» ASSIGNMENT: Write the records out once more, exactly as they are given.

» INFORMATION:
use cwsave_types::CharacterRecord;
use serde::Serialize;

/// The characters of one successfully loaded database.
///
/// Records are in ordinal order: `roster.characters()[i].index == i`.
/// A roster is only built from a complete load, so it is never partial.
#[derive(Clone, Debug, Default, PartialEq, Eq, Serialize)]
#[serde(transparent)]
pub struct Roster {
    characters: Vec<CharacterRecord>,
}

impl Roster {
    pub(crate) fn from_complete(characters: Vec<CharacterRecord>) -> Self {
        debug_assert!(characters.iter().enumerate().all(|(i, c)| c.index == i));
        Self { characters }
    }

    pub fn len(&self) -> usize {
        self.characters.len()
    }

    pub fn is_empty(&self) -> bool {
        self.characters.is_empty()
    }

    pub fn characters(&self) -> &[CharacterRecord] {
        &self.characters
    }

    pub fn iter(&self) -> std::slice::Iter<'_, CharacterRecord> {
        self.characters.iter()
    }

    /// The character at list position `index`, or `None` when out of range.
    pub fn select(&self, index: usize) -> Option<&CharacterRecord> {
        self.characters.get(index)
    }

    /// Display names in roster order.
    pub fn names(&self) -> Vec<&str> {
        self.characters.iter().map(|c| c.name.as_str()).collect()
    }

    pub fn into_vec(self) -> Vec<CharacterRecord> {
        self.characters
    }
}

impl<'a> IntoIterator for &'a Roster {
    type Item = &'a CharacterRecord;
    type IntoIter = std::slice::Iter<'a, CharacterRecord>;

    fn into_iter(self) -> Self::IntoIter {
        self.characters.iter()
    }
}

impl IntoIterator for Roster {
    type Item = CharacterRecord;
    type IntoIter = std::vec::IntoIter<CharacterRecord>;

    fn into_iter(self) -> Self::IntoIter {
        self.characters.into_iter()
    }
}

» SOLUTION:
use cwsave_types::CharacterRecord;
use serde::Serialize;

/// The characters of one successfully loaded database.
///
/// Records are in ordinal order: `roster.characters()[i].index == i`.
/// A roster is only built from a complete load, so it is never partial.
#[derive(Clone, Debug, Default, PartialEq, Eq, Serialize)]
#[serde(transparent)]
pub struct Roster {
    characters: Vec<CharacterRecord>,
}

impl Roster {
    pub(crate) fn from_complete(characters: Vec<CharacterRecord>) -> Self {
        debug_assert!(characters.iter().enumerate().all(|(i, c)| c.index == i));
        Self { characters }
    }

    pub fn len(&self) -> usize {
        self.characters.len()
    }

    pub fn is_empty(&self) -> bool {
        self.characters.is_empty()
    }

    pub fn characters(&self) -> &[CharacterRecord] {
        &self.characters
    }

    pub fn iter(&self) -> std::slice::Iter<'_, CharacterRecord> {
        self.characters.iter()
    }

    /// The character at list position `index`, or `None` when out of range.
    pub fn select(&self, index: usize) -> Option<&CharacterRecord> {
        self.characters.get(index)
    }

    /// Display names in roster order.
    pub fn names(&self) -> Vec<&str> {
        self.characters.iter().map(|c| c.name.as_str()).collect()
    }

    pub fn into_vec(self) -> Vec<CharacterRecord> {
        self.characters
    }
}

impl<'a> IntoIterator for &'a Roster {
    type Item = &'a CharacterRecord;
    type IntoIter = std::slice::Iter<'a, CharacterRecord>;

    fn into_iter(self) -> Self::IntoIter {
        self.characters.iter()
    }
}

impl IntoIterator for Roster {
    type Item = CharacterRecord;
    type IntoIter = std::vec::IntoIter<CharacterRecord>;

    fn into_iter(self) -> Self::IntoIter {
        self.characters.into_iter()
    }
}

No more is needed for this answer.